I don’t know about you, but I collect cookery books, mostly chocolate or baking ones. As a child I used to love going through the ones my mum had in the kitchen, and although I never used it, I was particularly taken by Delia Smith’s How to Cheat at Cooking.
I mean, a recipe book, and it’s full of cheating ways to cook? Handy!
Just a small peek at a few of my cookery books
Anyway, I’ve always liked Delia’s style, and I was given an updated edition of her Book of Cakes (now simply called Delia’s Cakes) for Christmas, and I think it’s about time I tested the recipes. Of all the cooks out there, Delia is my favourite, for almost no other reason than because her name sounds like mine (at least, that’s how it started; now it’s because I like her cake recipes). So I’m going to attempt to bake a different cake every week or two from Delia’s Cakes, and maybe in a year or two I’ll have reached the end. I was going to wait until after Easter, because she does say, quite strictly, to follow the recipe exactly, but I was looking for a brownie recipe and hers fit the bill.
So, because I’m still working with a dairy-and-egg-free diet, I’ve had to make a couple of changes to the recipe (sorry, Delia!). And I didn’t have the right sugar. I shall put in brackets what I’ve used, and you can pick-and-mix which you prefer.
125g dark chocolate, over 70% cocoa solids (cacao chips)
175g butter (cocoa butter)
3 large eggs (3 -and-a-bit-for-luck tbsp apple sauce)
275g golden caster sugar (dark brown muscovado)
75g plain flour
1 tsp baking powder
smidge of salt (I skipped this altogether)
150g broken nuts (I actually used marshmallows – no nuts in the cupboard)
I also added in ground ginger
How to Make:
Melt the chocolate and butter in a bowl set over simmering water. It’ll take a little while, which’ll give you plenty of time to whisk together the eggs and sugar (or apple sauce and sugar) in another bowl and sort out the flour, baking powder, and any additional ingredients.

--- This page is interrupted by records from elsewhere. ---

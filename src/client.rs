use std::{sync::Arc, time::Duration};

use base64::Engine;
use futures::future::BoxFuture;
use http::{HeaderMap, Method, StatusCode, header};
use serde::{Serialize, de::DeserializeOwned};
use tracing::debug;

use crate::{
    ApiError, Error, ErrorBody, Response, ResponseHeaders, UnitSystem,
    newtypes::VehicleId,
    oauth::{AuthClient, Credentials},
    vehicle::Vehicle,
};

const UNIT_SYSTEM_HEADER: &str = "sc-unit-system";
const DATA_AGE_HEADER: &str = "sc-data-age";
const REQUEST_ID_HEADER: &str = "sc-request-id";

pub const DEFAULT_TIMEOUT: Duration = Duration::from_secs(5 * 60);

#[derive(Clone, Debug)]
pub struct Config {
    pub api_origin: String,
    pub api_version: String,
    pub auth_origin: String,
    pub connect_origin: String,
    /// Country sent with VIN compatibility checks that don't name one.
    pub default_country: Option<String>,
    pub timeout: Duration,
}

impl Default for Config {
    fn default() -> Self {
        Config {
            api_origin: "https://api.smartcar.com".to_owned(),
            api_version: "1.0".to_owned(),
            auth_origin: "https://auth.smartcar.com".to_owned(),
            connect_origin: "https://connect.smartcar.com".to_owned(),
            default_country: Some("US".to_owned()),
            timeout: DEFAULT_TIMEOUT,
        }
    }
}

/// Implementations must not interpret the status code; [`Client`]
/// classifies it.
pub trait Transport: Send + Sync {
    fn send(
        &self,
        request: http::Request<Vec<u8>>,
    ) -> BoxFuture<'_, Result<http::Response<Vec<u8>>, Error>>;
}

impl<T: Transport + ?Sized> Transport for Arc<T> {
    fn send(
        &self,
        request: http::Request<Vec<u8>>,
    ) -> BoxFuture<'_, Result<http::Response<Vec<u8>>, Error>> {
        (**self).send(request)
    }
}

#[derive(Clone, Debug, Default)]
pub struct ReqwestTransport {
    client: reqwest::Client,
}

impl ReqwestTransport {
    pub fn new(client: reqwest::Client) -> ReqwestTransport {
        ReqwestTransport { client }
    }
}

impl Transport for ReqwestTransport {
    fn send(
        &self,
        request: http::Request<Vec<u8>>,
    ) -> BoxFuture<'_, Result<http::Response<Vec<u8>>, Error>> {
        Box::pin(async move {
            let request = reqwest::Request::try_from(request).map_err(|err| Error::Http(err))?;
            let response = self
                .client
                .execute(request)
                .await
                .map_err(|err| Error::Http(err))?;
            let status = response.status();
            let headers = response.headers().clone();
            let body = response.bytes().await.map_err(|err| Error::Http(err))?;

            let mut response = http::Response::new(body.to_vec());
            *response.status_mut() = status;
            *response.headers_mut() = headers;
            Ok(response)
        })
    }
}

pub enum Authorization {
    Basic {
        client_id: String,
        client_secret: String,
    },
    Bearer(String),
}

impl Authorization {
    pub fn basic(client_id: &str, client_secret: &str) -> Authorization {
        Authorization::Basic {
            client_id: client_id.to_owned(),
            client_secret: client_secret.to_owned(),
        }
    }

    pub fn bearer(access_token: &str) -> Authorization {
        Authorization::Bearer(access_token.to_owned())
    }

    pub fn header_value(&self) -> String {
        match self {
            Authorization::Basic {
                client_id,
                client_secret,
            } => {
                let encoded = base64::engine::general_purpose::STANDARD
                    .encode(format!("{client_id}:{client_secret}"));
                format!("Basic {encoded}")
            }
            Authorization::Bearer(access_token) => format!("Bearer {access_token}"),
        }
    }
}

pub(crate) enum RequestBody {
    Json(Vec<u8>),
    Form(String),
}

impl RequestBody {
    pub(crate) fn json<Body: Serialize>(body: &Body) -> Result<RequestBody, Error> {
        serde_json::to_vec(body)
            .map(RequestBody::Json)
            .map_err(|err| Error::JsonEncoding(err))
    }

    pub(crate) fn form<Body: Serialize>(body: &Body) -> Result<RequestBody, Error> {
        serde_urlencoded::to_string(body)
            .map(RequestBody::Form)
            .map_err(|err| Error::RequestEncoding(err))
    }

    fn content_type(&self) -> &'static str {
        match self {
            RequestBody::Json(_) => "application/json",
            RequestBody::Form(_) => "application/x-www-form-urlencoded",
        }
    }

    fn into_bytes(self) -> Vec<u8> {
        match self {
            RequestBody::Json(bytes) => bytes,
            RequestBody::Form(form) => form.into_bytes(),
        }
    }
}

/// Clones share the transport and configuration.
#[derive(Clone)]
pub struct Client {
    transport: Arc<dyn Transport>,
    config: Arc<Config>,
}

impl Client {
    pub fn new(client: reqwest::Client) -> Client {
        Client::with_config(client, Config::default())
    }

    pub fn with_config(client: reqwest::Client, config: Config) -> Client {
        Client::with_transport(ReqwestTransport::new(client), config)
    }

    pub fn with_transport(transport: impl Transport + 'static, config: Config) -> Client {
        Client {
            transport: Arc::new(transport),
            config: Arc::new(config),
        }
    }

    pub fn config(&self) -> &Config {
        &self.config
    }

    pub fn auth(&self, credentials: Credentials) -> AuthClient {
        AuthClient::new(self.clone(), credentials)
    }

    pub fn vehicle(&self, id: VehicleId, access_token: impl Into<String>) -> Vehicle {
        Vehicle::new(self.clone(), id, access_token)
    }

    pub(crate) async fn execute<Target: DeserializeOwned>(
        &self,
        method: Method,
        url: &str,
        authorization: &Authorization,
        unit_system: Option<UnitSystem>,
        body: Option<RequestBody>,
    ) -> Result<Response<Target>, Error> {
        debug!(%method, %url, "Sending request");
        let request = build_request(method, url, authorization, unit_system, body)?;

        let timeout = self.config.timeout;
        let response = tokio::time::timeout(timeout, self.transport.send(request))
            .await
            .map_err(|_| Error::Timeout(timeout))??;
        debug!(%url, status = %response.status(), "Received response");

        decode_response(response)
    }
}

fn build_request(
    method: Method,
    url: &str,
    authorization: &Authorization,
    unit_system: Option<UnitSystem>,
    body: Option<RequestBody>,
) -> Result<http::Request<Vec<u8>>, Error> {
    let mut request = http::Request::builder()
        .method(method)
        .uri(url)
        .header(header::AUTHORIZATION, authorization.header_value())
        .header(header::USER_AGENT, user_agent());
    if let Some(unit_system) = unit_system {
        request = request.header(UNIT_SYSTEM_HEADER, unit_system.as_str());
    }
    let body = match body {
        Some(body) => {
            request = request.header(header::CONTENT_TYPE, body.content_type());
            body.into_bytes()
        }
        None => Vec::new(),
    };
    request.body(body).map_err(|err| Error::InvalidRequest(err))
}

fn decode_response<Target: DeserializeOwned>(
    response: http::Response<Vec<u8>>,
) -> Result<Response<Target>, Error> {
    let status = response.status();
    if status != StatusCode::OK {
        let body: ErrorBody =
            serde_json::from_slice(response.body()).map_err(|err| Error::ResponseDecoding(err))?;
        return Err(Error::Api(ApiError::from_body(status, body)));
    }

    let headers = response_headers(response.headers());
    let body =
        serde_json::from_slice(response.body()).map_err(|err| Error::ResponseDecoding(err))?;
    Ok(Response { body, headers })
}

fn response_headers(headers: &HeaderMap) -> ResponseHeaders {
    let get = |name: &str| {
        headers
            .get(name)
            .and_then(|value| value.to_str().ok())
            .map(str::to_owned)
    };
    ResponseHeaders {
        data_age: get(DATA_AGE_HEADER),
        request_id: get(REQUEST_ID_HEADER),
        unit_system: get(UNIT_SYSTEM_HEADER).and_then(|value| value.parse().ok()),
    }
}

fn user_agent() -> String {
    format!(
        "Smartcar/{} ({}; {}) Rust {}",
        env!("CARGO_PKG_VERSION"),
        std::env::consts::OS,
        std::env::consts::ARCH,
        env!("RUSTC_VERSION"),
    )
}
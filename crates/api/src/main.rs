//! API server entry point.

use api::config::Config;
use domain::{Product, seed_products};
use entity_store::{EntityStore, InMemoryEntityStore, PostgresEntityStore};
use metrics_exporter_prometheus::PrometheusHandle;
use pipeline::CancellationToken;
use sqlx::postgres::PgPoolOptions;
use tokio::signal;
use tracing_subscriber::EnvFilter;
use tracing_subscriber::layer::SubscriberExt;
use tracing_subscriber::util::SubscriberInitExt;

/// Resolves on SIGINT or SIGTERM, then cancels `shutdown` so in-flight
/// requests stop at their next suspension point.
async fn shutdown_signal(shutdown: CancellationToken) {
    let ctrl_c = async {
        if let Err(error) = signal::ctrl_c().await {
            tracing::error!(%error, "SIGINT handler unavailable");
            std::future::pending::<()>().await;
        }
    };

    #[cfg(unix)]
    let terminate = async {
        match signal::unix::signal(signal::unix::SignalKind::terminate()) {
            Ok(mut stream) => {
                stream.recv().await;
            }
            Err(error) => {
                tracing::error!(%error, "SIGTERM handler unavailable");
                std::future::pending::<()>().await;
            }
        }
    };

    #[cfg(not(unix))]
    let terminate = std::future::pending::<()>();

    let received = tokio::select! {
        () = ctrl_c => "SIGINT",
        () = terminate => "SIGTERM",
    };
    tracing::info!(signal = received, "cancelling in-flight product requests");
    shutdown.cancel();
}

/// Seeds `store`, then serves the API over it until shutdown.
async fn serve<S>(store: S, config: &Config, metrics_handle: PrometheusHandle)
where
    S: EntityStore<Product> + Clone + 'static,
{
    let actor = config.default_actor();
    seed_products(&store, &actor)
        .await
        .expect("failed to seed products");

    let state = api::create_default_state(store, actor);
    let shutdown = state.shutdown.clone();
    let app = api::create_app(state, metrics_handle);

    let addr = config.addr();
    tracing::info!(%addr, "starting API server");

    let listener = tokio::net::TcpListener::bind(&addr)
        .await
        .expect("failed to bind address");
    axum::serve(listener, app)
        .with_graceful_shutdown(shutdown_signal(shutdown))
        .await
        .expect("server error");
}

#[tokio::main]
async fn main() {
    let config = Config::from_env();

    // 1. Initialize tracing
    tracing_subscriber::registry()
        .with(
            EnvFilter::try_from_default_env()
                .unwrap_or_else(|_| EnvFilter::new(config.log_level.as_str())),
        )
        .with(tracing_subscriber::fmt::layer())
        .init();

    // 2. Install Prometheus metrics recorder
    let prometheus_builder = metrics_exporter_prometheus::PrometheusBuilder::new();
    let metrics_handle = prometheus_builder
        .install_recorder()
        .expect("failed to install Prometheus recorder");
    api::routes::metrics::describe();

    // 3. Pick the backing store and serve
    match config.database_url.as_deref() {
        Some(url) => {
            let pool = PgPoolOptions::new()
                .max_connections(config.database_max_connections)
                .connect(url)
                .await
                .expect("failed to connect to PostgreSQL");
            tracing::info!(
                max_connections = config.database_max_connections,
                "using PostgreSQL product store"
            );
            let store: PostgresEntityStore<Product> = PostgresEntityStore::new(pool);
            serve(store, &config, metrics_handle).await;
        }
        None => {
            tracing::warn!("DATABASE_URL not set, using in-memory product store");
            let store: InMemoryEntityStore<Product> = InMemoryEntityStore::new();
            serve(store, &config, metrics_handle).await;
        }
    }

    tracing::info!("server shut down gracefully");
}
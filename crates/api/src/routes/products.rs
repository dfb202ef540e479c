//! Product CRUD endpoints.

use std::sync::Arc;

use axum::Json;
use axum::extract::rejection::JsonRejection;
use axum::extract::{Path, State};
use axum::http::{HeaderMap, StatusCode};
use axum::response::{IntoResponse, Response};
use common::{Actor, EntityId};
use domain::{AddProduct, Product, ProductService, UpdateProduct};
use pipeline::{CancellationToken, RequestContext};

use crate::error::ApiError;

/// Header naming the user a request acts as.
pub const ACTOR_HEADER: &str = "x-actor";

/// Shared application state accessible from all handlers.
pub struct AppState {
    pub products: ProductService,
    pub default_actor: Actor,
    /// Cancelled on shutdown; every request context holds a child of it.
    pub shutdown: CancellationToken,
}

impl AppState {
    /// Builds the per-request context, preferring the `x-actor` header.
    fn context(&self, headers: &HeaderMap) -> RequestContext {
        let actor = headers
            .get(ACTOR_HEADER)
            .and_then(|value| value.to_str().ok())
            .map(str::trim)
            .filter(|name| !name.is_empty())
            .map(Actor::new)
            .unwrap_or_else(|| self.default_actor.clone());
        RequestContext::new(actor).with_cancellation(self.shutdown.child_token())
    }
}

fn parse_id(raw: &str) -> Result<EntityId, ApiError> {
    raw.parse::<i64>()
        .map(EntityId::new)
        .map_err(|e| ApiError::BadRequest(format!("Invalid product id '{raw}': {e}")))
}

// -- Handlers --

/// GET /api/v1/products/{id}: the product, or an empty body when absent.
#[tracing::instrument(skip(state, headers))]
pub async fn get(
    State(state): State<Arc<AppState>>,
    headers: HeaderMap,
    Path(id): Path<String>,
) -> Result<Response, ApiError> {
    let id = parse_id(&id)?;
    let ctx = state.context(&headers);

    match state.products.get(id, &ctx).await? {
        Some(product) => Ok(Json(product).into_response()),
        None => Ok(StatusCode::OK.into_response()),
    }
}

/// POST /api/v1/products: add a product.
#[tracing::instrument(skip(state, headers, payload))]
pub async fn create(
    State(state): State<Arc<AppState>>,
    headers: HeaderMap,
    payload: Result<Json<AddProduct>, JsonRejection>,
) -> Result<(StatusCode, Json<Product>), ApiError> {
    let Json(req) = payload?;
    let ctx = state.context(&headers);
    let product = state.products.add(req, &ctx).await?;
    Ok((StatusCode::CREATED, Json(product)))
}

/// PUT /api/v1/products: replace the mutable fields of a product.
#[tracing::instrument(skip(state, headers, payload))]
pub async fn update(
    State(state): State<Arc<AppState>>,
    headers: HeaderMap,
    payload: Result<Json<UpdateProduct>, JsonRejection>,
) -> Result<StatusCode, ApiError> {
    let Json(req) = payload?;
    let ctx = state.context(&headers);
    state.products.update(req, &ctx).await?;
    Ok(StatusCode::NO_CONTENT)
}

/// DELETE /api/v1/products/{id}: remove a product.
#[tracing::instrument(skip(state, headers))]
pub async fn delete(
    State(state): State<Arc<AppState>>,
    headers: HeaderMap,
    Path(id): Path<String>,
) -> Result<StatusCode, ApiError> {
    let id = parse_id(&id)?;
    let ctx = state.context(&headers);
    state.products.delete(id, &ctx).await?;
    Ok(StatusCode::NO_CONTENT)
}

Once the chocolate and butter’s melted, stir in everything else and pour into a greased, lined tray and bake at 180C/Gas Mark 4 for about half an hour.
Comments: Firstly, I need to remember about fan ovens being a bit quicker. Secondly, oh goodness! Most yummy and chocolatey and squidgy and mmmm! Probably needed more ginger, though. I don’t think I can taste it, but I was being a little eager and they are still a bit warm and in the falling-apart stage. Oh well!